--- Supplied records ---
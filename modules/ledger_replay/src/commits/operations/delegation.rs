//! Delegation changes, including baker registration and reactivation

use anyhow::Result;

use bakehouse_common::{
    operations::OperationBody, AccountId, Address, BakerData, ReplayError,
};

use crate::{commits::BlockStep, context::LedgerContext};

pub fn apply(
    ctx: &mut LedgerContext<'_>,
    step: &BlockStep<'_>,
    sender_id: AccountId,
    delegate: Option<&Address>,
    applied: bool,
) -> Result<OperationBody> {
    let level = step.level();
    let account = ctx.account(sender_id)?.clone();
    let delegate_id = match delegate {
        Some(address) if applied => Some(ctx.required_account(address)?),
        Some(address) => ctx.account_by_address(address)?,
        None => None,
    };

    let mut registration = false;
    let mut reactivated_from = None;
    if applied {
        let grace = (step.formulas().deactivation_level)(step.params(), level);
        match delegate_id {
            Some(id) if id == sender_id && account.is_baker() => {
                let baker = ctx.baker_mut(sender_id)?;
                reactivated_from = Some(baker.deactivation_level);
                baker.deactivation_level = grace;
            }
            Some(id) if id == sender_id => {
                ctx.set_delegate(sender_id, None)?;
                ctx.promote_to_baker(
                    sender_id,
                    BakerData {
                        activation_level: level,
                        deactivation_level: grace,
                        edge_of_baking_over_staking: step
                            .constants()
                            .default_edge_of_baking_over_staking,
                        ..Default::default()
                    },
                )?;
                ctx.set_delegate(sender_id, Some(sender_id))?;
                registration = true;
            }
            _ if account.is_baker() => {
                return Err(ReplayError::malformed(
                    level,
                    format!("Baker {sender_id} cannot delegate elsewhere"),
                )
                .into())
            }
            Some(id) => {
                if !ctx.account(id)?.is_baker() {
                    return Err(ReplayError::malformed(
                        level,
                        format!("Account {sender_id} delegates to non-baker {id}"),
                    )
                    .into());
                }
                ctx.set_delegate(sender_id, Some(id))?;
            }
            None => ctx.set_delegate(sender_id, None)?,
        }
        let row = ctx.account_mut(sender_id)?;
        row.delegation_level = delegate_id.map(|_| level);
        row.staked = delegate_id.is_some();
    }

    Ok(OperationBody::Delegation {
        prev_delegate_id: account.delegate_id,
        prev_delegation_level: account.delegation_level,
        prev_staked: account.staked,
        delegate_id,
        amount: if applied { account.balance } else { 0 },
        registration,
        reactivated_from,
    })
}

pub fn revert(ctx: &mut LedgerContext<'_>, sender_id: AccountId, body: &OperationBody) -> Result<()> {
    let OperationBody::Delegation {
        prev_delegate_id,
        prev_delegation_level,
        prev_staked,
        registration,
        reactivated_from,
        ..
    } = *body
    else {
        return Ok(());
    };

    if registration {
        ctx.set_delegate(sender_id, None)?;
        ctx.demote_to_user(sender_id)?;
        ctx.set_delegate(sender_id, prev_delegate_id)?;
    } else if let Some(prev) = reactivated_from {
        ctx.baker_mut(sender_id)?.deactivation_level = prev;
    } else {
        ctx.set_delegate(sender_id, prev_delegate_id)?;
    }
    let row = ctx.account_mut(sender_id)?;
    row.delegation_level = prev_delegation_level;
    row.staked = prev_staked;
    Ok(())
}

--- Exercise ---
Determine how many lines of the records above contain the word "format", and report only that number.

--- Output for this task ---
2